**Aim of the task**
Copy out exactly the lines from the first line of the material below through the line containing "a 1-based row.", and nothing beyond them.

Data in this exercise Start Marker

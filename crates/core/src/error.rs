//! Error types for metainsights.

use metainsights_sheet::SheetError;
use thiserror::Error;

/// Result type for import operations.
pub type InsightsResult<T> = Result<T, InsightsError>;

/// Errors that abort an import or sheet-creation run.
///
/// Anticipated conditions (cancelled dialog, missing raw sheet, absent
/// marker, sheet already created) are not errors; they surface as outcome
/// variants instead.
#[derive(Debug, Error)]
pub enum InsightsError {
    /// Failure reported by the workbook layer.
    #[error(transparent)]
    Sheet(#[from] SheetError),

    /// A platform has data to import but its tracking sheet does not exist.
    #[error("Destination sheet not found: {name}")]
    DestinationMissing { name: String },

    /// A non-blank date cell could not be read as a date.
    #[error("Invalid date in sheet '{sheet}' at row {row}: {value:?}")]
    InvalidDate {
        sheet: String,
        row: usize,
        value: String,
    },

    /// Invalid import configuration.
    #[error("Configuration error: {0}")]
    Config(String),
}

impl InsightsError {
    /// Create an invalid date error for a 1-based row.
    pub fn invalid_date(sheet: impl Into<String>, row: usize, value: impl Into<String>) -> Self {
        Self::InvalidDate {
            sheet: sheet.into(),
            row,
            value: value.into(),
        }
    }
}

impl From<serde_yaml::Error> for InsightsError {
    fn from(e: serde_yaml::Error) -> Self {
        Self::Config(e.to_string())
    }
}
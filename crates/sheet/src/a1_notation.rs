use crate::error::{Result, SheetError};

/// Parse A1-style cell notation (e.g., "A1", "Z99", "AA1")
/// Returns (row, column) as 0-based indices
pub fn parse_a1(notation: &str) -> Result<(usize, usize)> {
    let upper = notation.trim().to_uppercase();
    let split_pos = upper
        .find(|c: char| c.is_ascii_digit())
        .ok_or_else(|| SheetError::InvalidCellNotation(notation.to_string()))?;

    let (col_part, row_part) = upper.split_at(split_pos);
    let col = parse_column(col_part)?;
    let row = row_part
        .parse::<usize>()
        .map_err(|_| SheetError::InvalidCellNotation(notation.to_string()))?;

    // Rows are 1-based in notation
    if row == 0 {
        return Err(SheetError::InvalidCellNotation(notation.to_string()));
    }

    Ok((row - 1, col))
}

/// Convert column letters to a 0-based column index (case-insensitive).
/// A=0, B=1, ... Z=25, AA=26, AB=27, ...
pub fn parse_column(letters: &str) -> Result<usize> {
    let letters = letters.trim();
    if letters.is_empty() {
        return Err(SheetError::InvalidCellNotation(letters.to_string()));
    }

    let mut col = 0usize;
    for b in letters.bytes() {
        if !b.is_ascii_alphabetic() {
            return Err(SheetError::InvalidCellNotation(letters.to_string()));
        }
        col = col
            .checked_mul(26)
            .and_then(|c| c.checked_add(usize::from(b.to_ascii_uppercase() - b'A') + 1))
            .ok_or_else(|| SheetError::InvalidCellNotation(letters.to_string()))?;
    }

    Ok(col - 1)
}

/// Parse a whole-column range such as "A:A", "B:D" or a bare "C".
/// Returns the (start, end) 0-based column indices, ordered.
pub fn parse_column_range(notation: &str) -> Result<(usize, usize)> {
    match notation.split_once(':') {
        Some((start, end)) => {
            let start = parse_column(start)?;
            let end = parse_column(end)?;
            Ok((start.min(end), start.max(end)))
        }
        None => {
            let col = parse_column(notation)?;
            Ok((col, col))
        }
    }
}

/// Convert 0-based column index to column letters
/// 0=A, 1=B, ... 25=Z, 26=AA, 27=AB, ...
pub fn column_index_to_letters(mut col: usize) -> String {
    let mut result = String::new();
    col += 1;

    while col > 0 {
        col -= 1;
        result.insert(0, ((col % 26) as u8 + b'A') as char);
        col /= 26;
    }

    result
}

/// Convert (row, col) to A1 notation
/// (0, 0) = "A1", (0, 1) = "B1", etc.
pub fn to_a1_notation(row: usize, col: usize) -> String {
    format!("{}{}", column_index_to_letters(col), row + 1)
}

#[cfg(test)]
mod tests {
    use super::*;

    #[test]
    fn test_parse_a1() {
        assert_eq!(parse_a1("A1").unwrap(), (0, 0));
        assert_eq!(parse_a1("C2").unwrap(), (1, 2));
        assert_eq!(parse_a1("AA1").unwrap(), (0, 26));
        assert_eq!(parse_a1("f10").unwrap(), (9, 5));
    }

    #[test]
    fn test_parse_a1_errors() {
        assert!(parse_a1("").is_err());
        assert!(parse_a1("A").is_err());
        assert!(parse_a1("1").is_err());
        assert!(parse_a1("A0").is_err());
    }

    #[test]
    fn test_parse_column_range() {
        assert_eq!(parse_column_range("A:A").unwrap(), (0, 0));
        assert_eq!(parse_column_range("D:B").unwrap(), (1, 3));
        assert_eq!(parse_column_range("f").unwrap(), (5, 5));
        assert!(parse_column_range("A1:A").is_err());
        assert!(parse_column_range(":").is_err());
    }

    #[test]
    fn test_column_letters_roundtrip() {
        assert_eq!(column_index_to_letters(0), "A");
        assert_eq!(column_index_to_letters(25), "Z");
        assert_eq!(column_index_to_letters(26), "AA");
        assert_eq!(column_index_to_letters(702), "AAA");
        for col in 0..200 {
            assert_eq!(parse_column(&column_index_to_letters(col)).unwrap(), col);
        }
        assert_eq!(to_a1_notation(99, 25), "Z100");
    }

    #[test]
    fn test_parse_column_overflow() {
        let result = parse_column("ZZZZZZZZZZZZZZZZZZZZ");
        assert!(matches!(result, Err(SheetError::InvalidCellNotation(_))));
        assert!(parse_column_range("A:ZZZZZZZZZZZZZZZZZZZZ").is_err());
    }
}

Data in this exercise End Marker

**Solution to the exercise**
filename crates/core/src/error.rs
//! Error types for metainsights.

use metainsights_sheet::SheetError;
use thiserror::Error;

/// Result type for import operations.
pub type InsightsResult<T> = Result<T, InsightsError>;

/// Errors that abort an import or sheet-creation run.
///
/// Anticipated conditions (cancelled dialog, missing raw sheet, absent
/// marker, sheet already created) are not errors; they surface as outcome
/// variants instead.
#[derive(Debug, Error)]
pub enum InsightsError {
    /// Failure reported by the workbook layer.
    #[error(transparent)]
    Sheet(#[from] SheetError),

    /// A platform has data to import but its tracking sheet does not exist.
    #[error("Destination sheet not found: {name}")]
    DestinationMissing { name: String },

    /// A non-blank date cell could not be read as a date.
    #[error("Invalid date in sheet '{sheet}' at row {row}: {value:?}")]
    InvalidDate {
        sheet: String,
        row: usize,
        value: String,
    },

    /// Invalid import configuration.
    #[error("Configuration error: {0}")]
    Config(String),
}

impl InsightsError {
    /// Create an invalid date error for a 1-based row.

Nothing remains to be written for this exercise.